YOUR SOLIN GENERATED RECIPE
Grilled Beef and Arugula Salad with Lemon Vinaigrette
Lean top round steak grilled to perfection and sliced over a bed of peppery arugula, finished with a bright and zesty lemon-dijon dressing.
INGREDIENTS
9 ounces Beef Top Round Steak (trimmed of all fat)
2 cups Fresh Arugula
1 tablespoon Fresh Lemon Juice
1 teaspoon Dijon Mustard
Pinch of sea salt and cracked black pepper
PREPARATION
Season the beef top round steak generously with sea salt and cracked black pepper on both sides.
Preheat a grill or cast-iron skillet over medium-high heat.
Grill the steak for 4 to 5 minutes per side, or until it reaches your desired level of doneness.

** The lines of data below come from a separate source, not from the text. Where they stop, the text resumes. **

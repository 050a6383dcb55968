use crate::config::{CountConfig, ElementShape};

use super::{BACKGROUND, FOREGROUND, Mask};

/// Small binary kernel defining the neighbourhood of erosion and dilation.
///
/// Cells are stored as `(dx, dy)` offsets from the anchor, which sits at
/// `(width / 2, height / 2)`.
#[derive(Debug, Clone, PartialEq, Eq)]
pub struct StructuringElement {
    width: usize,
    height: usize,
    offsets: Vec<(i32, i32)>,
}

#[derive(Clone, Copy)]
enum Op {
    Erode,
    Dilate,
}

impl StructuringElement {
    /// Builds an element the way common vision libraries do: `Rect` fills the
    /// box, `Cross` keeps the anchor row and column, and `Ellipse` keeps the
    /// cells inside the ellipse inscribed in the box (a 3x3 ellipse is a cross).
    pub fn new(shape: ElementShape, width: usize, height: usize) -> Self {
        let (anchor_x, anchor_y) = (width / 2, height / 2);
        let r = (height / 2) as f64;
        let c = (width / 2) as f64;
        let inv_r2 = if r > 0.0 { 1.0 / (r * r) } else { 0.0 };

        let mut offsets = Vec::new();
        for row in 0..height {
            let (start, end) = match shape {
                ElementShape::Rect => (0, width),
                ElementShape::Cross if row == anchor_y => (0, width),
                ElementShape::Cross => (anchor_x, anchor_x + 1),
                ElementShape::Ellipse => {
                    let dy = row as f64 - r;
                    if dy.abs() > r {
                        (0, 0)
                    } else {
                        let dx = (c * ((r * r - dy * dy) * inv_r2).sqrt()).round() as usize;
                        (anchor_x.saturating_sub(dx), (anchor_x + dx + 1).min(width))
                    }
                }
            };
            for col in start..end {
                offsets.push((col as i32 - anchor_x as i32, row as i32 - anchor_y as i32));
            }
        }

        Self {
            width,
            height,
            offsets,
        }
    }

    pub fn from_config(config: &CountConfig) -> Self {
        Self::new(
            config.element_shape,
            config.element_width,
            config.element_height,
        )
    }

    pub fn size(&self) -> (usize, usize) {
        (self.width, self.height)
    }

    pub fn offsets(&self) -> &[(i32, i32)] {
        &self.offsets
    }

    /// Whether the kernel cell at `(col, row)` is set.
    pub fn contains(&self, col: usize, row: usize) -> bool {
        let dx = col as i32 - (self.width / 2) as i32;
        let dy = row as i32 - (self.height / 2) as i32;
        self.offsets.contains(&(dx, dy))
    }
}

impl Default for StructuringElement {
    fn default() -> Self {
        Self::from_config(&CountConfig::default())
    }
}

/// Pixels outside the image are ignored, so erosion does not eat regions that
/// touch the border and dilation does not grow from outside.
fn apply(mask: &Mask, element: &StructuringElement, op: Op) -> Mask {
    let (width, height) = mask.dimensions();
    let (w, h) = (width as i64, height as i64);
    let src = mask.as_raw();
    let mut out = Mask::new(width, height);

    for (x, y, px) in out.enumerate_pixels_mut() {
        let mut covered = element.offsets.iter().filter_map(|&(dx, dy)| {
            let nx = x as i64 + dx as i64;
            let ny = y as i64 + dy as i64;
            if nx < 0 || ny < 0 || nx >= w || ny >= h {
                return None;
            }
            Some(src[(ny * w + nx) as usize] != BACKGROUND)
        });
        let on = match op {
            Op::Erode => covered.all(|fg| fg),
            Op::Dilate => covered.any(|fg| fg),
        };
        px.0[0] = if on { FOREGROUND } else { BACKGROUND };
    }

    out
}

/// A pixel stays foreground only if every covered neighbour is foreground.
pub fn erode(mask: &Mask, element: &StructuringElement) -> Mask {
    apply(mask, element, Op::Erode)
}

/// A pixel becomes foreground if any covered neighbour is foreground.
pub fn dilate(mask: &Mask, element: &StructuringElement) -> Mask {
    apply(mask, element, Op::Dilate)
}

fn repeat(mask: &Mask, element: &StructuringElement, op: Op, times: usize) -> Mask {
    let mut out = mask.clone();
    for _ in 0..times {
        out = apply(&out, element, op);
    }
    out
}

/// `iterations` erosions followed by as many dilations.
pub fn open(mask: &Mask, element: &StructuringElement, iterations: usize) -> Mask {
    let eroded = repeat(mask, element, Op::Erode, iterations);
    repeat(&eroded, element, Op::Dilate, iterations)
}

/// `iterations` dilations followed by as many erosions.
pub fn close(mask: &Mask, element: &StructuringElement, iterations: usize) -> Mask {
    let dilated = repeat(mask, element, Op::Dilate, iterations);
    repeat(&dilated, element, Op::Erode, iterations)
}

/// Strips speckles smaller than the element, then bridges small gaps and holes.
pub fn clean(
    mask: &Mask,
    element: &StructuringElement,
    open_iterations: usize,
    close_iterations: usize,
) -> Mask {
    let opened = open(mask, element, open_iterations);
    let closed = close(&opened, element, close_iterations);
    log::debug!(
        "cleaned mask: {} -> {} foreground pixels",
        super::foreground_count(mask),
        super::foreground_count(&closed)
    );
    closed
}

#[cfg(test)]
mod tests {
    use super::*;

    fn pattern(element: &StructuringElement) -> Vec<String> {
        let (w, h) = element.size();
        (0..h)
            .map(|row| {
                (0..w)
                    .map(|col| if element.contains(col, row) { '#' } else { '.' })
                    .collect()
            })
            .collect()
    }

    #[test]
    fn ellipse_3x3_is_a_cross() {
        let element = StructuringElement::new(ElementShape::Ellipse, 3, 3);
        assert_eq!(pattern(&element), [".#.", "###", ".#."]);
        assert_eq!(element, StructuringElement::new(ElementShape::Cross, 3, 3));
    }

    #[test]
    fn ellipse_5x5_matches_reference_shape() {
        let element = StructuringElement::new(ElementShape::Ellipse, 5, 5);
        assert_eq!(
            pattern(&element),
            ["..#..", "#####", "#####", "#####", "..#.."]
        );
    }

    #[test]
    fn rect_fills_box() {
        let element = StructuringElement::new(ElementShape::Rect, 3, 2);
        assert_eq!(element.offsets().len(), 6);
        assert_eq!(pattern(&element), ["###", "###"]);
    }

    #[test]
    fn zero_iterations_leave_mask_untouched() {
        let mut mask = Mask::new(5, 5);
        mask.put_pixel(2, 2, image::Luma([FOREGROUND]));
        let element = StructuringElement::default();
        assert_eq!(open(&mask, &element, 0), mask);
        assert_eq!(close(&mask, &element, 0), mask);
    }
}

Remove the steak from the heat and let it rest on a cutting board for at least 5 minutes to keep the juices intact.
In a small mixing bowl, whisk together the fresh lemon juice and Dijon mustard to create a light vinaigrette.
Place the arugula in a large salad bowl and toss with the lemon-dijon dressing until evenly coated.
Slice the rested beef thinly against the grain.
Arrange the sliced beef over the bed of arugula and serve immediately.